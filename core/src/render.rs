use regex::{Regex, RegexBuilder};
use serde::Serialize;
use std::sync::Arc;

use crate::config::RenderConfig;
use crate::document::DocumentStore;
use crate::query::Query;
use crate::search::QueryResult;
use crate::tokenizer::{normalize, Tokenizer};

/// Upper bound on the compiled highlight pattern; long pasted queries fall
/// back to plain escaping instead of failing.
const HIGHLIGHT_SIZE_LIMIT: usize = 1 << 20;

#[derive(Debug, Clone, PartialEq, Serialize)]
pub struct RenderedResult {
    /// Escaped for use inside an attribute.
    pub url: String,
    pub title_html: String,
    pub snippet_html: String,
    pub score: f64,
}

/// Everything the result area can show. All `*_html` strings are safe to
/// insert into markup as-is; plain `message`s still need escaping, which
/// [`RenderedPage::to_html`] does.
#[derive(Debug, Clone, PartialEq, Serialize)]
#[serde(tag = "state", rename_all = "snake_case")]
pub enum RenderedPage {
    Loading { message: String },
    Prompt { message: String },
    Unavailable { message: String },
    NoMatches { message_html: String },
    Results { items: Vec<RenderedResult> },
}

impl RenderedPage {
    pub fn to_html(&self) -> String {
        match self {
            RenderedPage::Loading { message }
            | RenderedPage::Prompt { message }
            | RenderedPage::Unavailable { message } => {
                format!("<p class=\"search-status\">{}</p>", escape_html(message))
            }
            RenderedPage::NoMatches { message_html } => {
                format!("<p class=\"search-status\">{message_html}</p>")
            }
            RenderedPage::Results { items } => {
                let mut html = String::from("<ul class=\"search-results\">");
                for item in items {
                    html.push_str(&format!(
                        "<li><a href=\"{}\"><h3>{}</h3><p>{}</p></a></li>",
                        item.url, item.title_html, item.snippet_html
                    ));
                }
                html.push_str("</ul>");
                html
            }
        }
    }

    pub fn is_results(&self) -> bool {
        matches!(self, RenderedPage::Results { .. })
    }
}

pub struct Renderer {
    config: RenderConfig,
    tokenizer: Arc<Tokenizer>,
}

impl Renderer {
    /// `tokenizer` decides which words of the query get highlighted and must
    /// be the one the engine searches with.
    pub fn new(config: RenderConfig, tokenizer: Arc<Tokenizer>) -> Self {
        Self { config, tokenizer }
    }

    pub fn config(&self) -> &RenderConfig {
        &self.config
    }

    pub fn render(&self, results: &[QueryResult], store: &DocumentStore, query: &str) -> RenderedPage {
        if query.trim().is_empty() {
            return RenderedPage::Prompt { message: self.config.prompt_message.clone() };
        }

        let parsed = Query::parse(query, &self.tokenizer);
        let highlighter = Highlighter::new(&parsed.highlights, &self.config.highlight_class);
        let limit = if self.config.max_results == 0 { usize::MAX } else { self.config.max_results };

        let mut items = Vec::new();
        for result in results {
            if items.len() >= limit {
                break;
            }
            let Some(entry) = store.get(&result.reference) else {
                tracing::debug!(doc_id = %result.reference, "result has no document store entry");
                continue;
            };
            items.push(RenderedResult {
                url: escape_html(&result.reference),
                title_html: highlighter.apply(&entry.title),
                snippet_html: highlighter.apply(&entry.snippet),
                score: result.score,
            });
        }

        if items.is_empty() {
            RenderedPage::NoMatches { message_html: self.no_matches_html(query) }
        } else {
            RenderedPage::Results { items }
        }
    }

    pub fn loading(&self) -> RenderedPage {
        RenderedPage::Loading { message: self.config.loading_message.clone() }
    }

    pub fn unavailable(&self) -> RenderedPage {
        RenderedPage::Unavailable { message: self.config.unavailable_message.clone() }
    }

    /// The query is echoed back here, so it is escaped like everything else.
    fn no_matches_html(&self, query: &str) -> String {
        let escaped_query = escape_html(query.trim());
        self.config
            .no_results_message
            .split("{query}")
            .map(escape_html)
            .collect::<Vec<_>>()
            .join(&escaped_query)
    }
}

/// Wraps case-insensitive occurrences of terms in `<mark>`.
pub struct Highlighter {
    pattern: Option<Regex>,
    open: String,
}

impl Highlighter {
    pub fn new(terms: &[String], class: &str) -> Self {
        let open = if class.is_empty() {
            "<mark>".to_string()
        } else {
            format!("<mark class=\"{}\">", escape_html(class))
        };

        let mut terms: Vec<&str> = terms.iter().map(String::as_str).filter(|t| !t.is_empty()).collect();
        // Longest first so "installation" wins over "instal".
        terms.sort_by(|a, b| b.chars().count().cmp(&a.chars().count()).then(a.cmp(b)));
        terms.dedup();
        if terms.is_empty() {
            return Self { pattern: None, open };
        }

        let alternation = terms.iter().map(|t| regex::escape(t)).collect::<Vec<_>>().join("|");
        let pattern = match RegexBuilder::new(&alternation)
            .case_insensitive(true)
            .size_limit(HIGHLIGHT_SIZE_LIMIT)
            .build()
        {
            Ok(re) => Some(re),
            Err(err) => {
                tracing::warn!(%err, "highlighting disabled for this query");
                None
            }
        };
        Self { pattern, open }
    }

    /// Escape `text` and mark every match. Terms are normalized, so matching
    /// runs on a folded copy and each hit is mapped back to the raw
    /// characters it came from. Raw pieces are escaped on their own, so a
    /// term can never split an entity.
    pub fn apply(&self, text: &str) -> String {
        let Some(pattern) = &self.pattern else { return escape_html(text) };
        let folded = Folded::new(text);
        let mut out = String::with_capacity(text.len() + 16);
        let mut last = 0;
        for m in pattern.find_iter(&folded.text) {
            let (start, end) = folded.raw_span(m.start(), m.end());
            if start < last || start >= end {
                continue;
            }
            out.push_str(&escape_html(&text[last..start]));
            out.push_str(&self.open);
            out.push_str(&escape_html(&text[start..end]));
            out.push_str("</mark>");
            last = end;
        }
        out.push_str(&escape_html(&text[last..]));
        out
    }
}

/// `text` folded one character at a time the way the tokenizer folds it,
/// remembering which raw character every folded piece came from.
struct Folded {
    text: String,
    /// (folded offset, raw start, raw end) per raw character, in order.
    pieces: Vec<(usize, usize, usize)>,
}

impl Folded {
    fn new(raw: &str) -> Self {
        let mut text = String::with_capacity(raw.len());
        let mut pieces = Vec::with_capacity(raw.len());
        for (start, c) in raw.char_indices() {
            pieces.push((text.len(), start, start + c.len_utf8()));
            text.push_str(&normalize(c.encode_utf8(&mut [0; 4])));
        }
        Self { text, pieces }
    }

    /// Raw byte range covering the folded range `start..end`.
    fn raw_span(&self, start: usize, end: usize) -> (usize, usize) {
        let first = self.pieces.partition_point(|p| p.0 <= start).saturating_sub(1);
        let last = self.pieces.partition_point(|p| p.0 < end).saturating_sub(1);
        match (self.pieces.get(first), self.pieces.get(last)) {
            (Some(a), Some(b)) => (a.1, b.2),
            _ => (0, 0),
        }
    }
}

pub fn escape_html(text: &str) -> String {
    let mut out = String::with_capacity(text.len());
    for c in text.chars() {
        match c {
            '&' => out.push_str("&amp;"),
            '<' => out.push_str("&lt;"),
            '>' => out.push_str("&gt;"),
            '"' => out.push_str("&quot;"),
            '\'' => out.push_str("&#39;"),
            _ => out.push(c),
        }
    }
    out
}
● ● ● ●
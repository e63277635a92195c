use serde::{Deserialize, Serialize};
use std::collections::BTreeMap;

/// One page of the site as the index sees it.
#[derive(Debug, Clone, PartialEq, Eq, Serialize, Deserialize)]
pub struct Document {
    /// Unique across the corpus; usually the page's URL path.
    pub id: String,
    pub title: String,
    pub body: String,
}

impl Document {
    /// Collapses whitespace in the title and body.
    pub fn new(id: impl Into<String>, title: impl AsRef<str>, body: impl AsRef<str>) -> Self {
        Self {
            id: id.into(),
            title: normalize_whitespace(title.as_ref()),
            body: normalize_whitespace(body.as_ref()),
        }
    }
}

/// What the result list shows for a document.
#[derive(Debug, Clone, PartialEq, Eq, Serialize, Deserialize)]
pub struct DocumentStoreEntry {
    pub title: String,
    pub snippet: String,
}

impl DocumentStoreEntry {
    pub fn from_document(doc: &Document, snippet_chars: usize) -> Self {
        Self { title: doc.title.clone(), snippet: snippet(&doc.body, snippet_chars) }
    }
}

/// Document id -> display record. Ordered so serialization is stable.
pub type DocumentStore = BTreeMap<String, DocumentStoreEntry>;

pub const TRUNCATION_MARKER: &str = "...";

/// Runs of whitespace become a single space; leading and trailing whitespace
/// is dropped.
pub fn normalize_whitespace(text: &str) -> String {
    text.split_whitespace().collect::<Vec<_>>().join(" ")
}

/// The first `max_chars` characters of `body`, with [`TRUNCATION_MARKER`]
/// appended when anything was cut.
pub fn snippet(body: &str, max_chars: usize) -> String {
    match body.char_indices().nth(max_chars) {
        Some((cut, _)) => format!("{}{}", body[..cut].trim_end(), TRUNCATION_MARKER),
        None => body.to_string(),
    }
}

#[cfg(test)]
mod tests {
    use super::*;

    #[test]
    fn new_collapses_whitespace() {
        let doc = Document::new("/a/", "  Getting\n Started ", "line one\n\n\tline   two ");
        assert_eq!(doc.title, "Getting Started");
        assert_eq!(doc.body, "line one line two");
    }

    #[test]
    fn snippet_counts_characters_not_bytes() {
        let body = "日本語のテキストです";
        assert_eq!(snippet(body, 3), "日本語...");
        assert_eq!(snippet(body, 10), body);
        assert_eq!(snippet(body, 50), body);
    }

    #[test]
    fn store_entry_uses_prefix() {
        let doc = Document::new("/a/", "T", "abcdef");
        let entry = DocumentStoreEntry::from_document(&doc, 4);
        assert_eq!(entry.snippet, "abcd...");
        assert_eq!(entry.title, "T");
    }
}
● ● ● ●
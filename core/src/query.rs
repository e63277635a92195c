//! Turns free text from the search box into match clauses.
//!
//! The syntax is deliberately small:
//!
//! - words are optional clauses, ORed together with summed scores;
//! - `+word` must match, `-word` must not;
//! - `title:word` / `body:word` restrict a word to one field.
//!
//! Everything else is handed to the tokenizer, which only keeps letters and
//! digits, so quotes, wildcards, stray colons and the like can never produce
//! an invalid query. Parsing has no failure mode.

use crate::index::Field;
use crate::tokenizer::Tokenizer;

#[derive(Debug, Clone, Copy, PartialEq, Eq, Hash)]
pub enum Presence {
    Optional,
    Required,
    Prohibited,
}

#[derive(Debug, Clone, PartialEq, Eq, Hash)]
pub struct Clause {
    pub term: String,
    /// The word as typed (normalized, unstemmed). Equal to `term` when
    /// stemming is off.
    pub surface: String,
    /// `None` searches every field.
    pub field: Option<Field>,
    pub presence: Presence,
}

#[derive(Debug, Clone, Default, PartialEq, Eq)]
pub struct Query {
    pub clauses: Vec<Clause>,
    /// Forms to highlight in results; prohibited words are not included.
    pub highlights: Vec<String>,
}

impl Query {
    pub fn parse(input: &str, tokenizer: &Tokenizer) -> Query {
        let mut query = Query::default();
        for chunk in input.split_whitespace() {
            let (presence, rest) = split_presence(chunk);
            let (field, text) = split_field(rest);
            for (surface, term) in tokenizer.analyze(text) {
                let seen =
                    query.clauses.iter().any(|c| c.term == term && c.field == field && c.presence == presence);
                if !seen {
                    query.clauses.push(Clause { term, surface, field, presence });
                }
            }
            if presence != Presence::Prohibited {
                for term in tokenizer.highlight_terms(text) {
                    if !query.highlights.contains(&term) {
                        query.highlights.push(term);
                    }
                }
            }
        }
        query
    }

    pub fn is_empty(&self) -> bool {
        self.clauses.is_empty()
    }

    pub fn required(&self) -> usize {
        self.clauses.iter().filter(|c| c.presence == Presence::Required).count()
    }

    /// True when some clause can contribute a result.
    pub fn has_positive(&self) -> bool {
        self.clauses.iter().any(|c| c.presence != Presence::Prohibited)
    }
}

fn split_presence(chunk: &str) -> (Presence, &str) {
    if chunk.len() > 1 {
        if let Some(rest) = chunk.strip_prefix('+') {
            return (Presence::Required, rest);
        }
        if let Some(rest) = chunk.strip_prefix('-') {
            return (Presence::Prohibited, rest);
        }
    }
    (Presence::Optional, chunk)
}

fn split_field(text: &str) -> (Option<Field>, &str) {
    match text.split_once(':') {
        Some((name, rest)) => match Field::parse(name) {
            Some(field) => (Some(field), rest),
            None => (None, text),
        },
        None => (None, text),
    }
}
● ● ● ●
**Exercise brief:** When the word "apply" shows up in a line of the entries, pull that line out.

**Your solution:**
                title_html: highlighter.apply(&entry.title),
                snippet_html: highlighter.apply(&entry.snippet),
    pub fn apply(&self, text: &str) -> String {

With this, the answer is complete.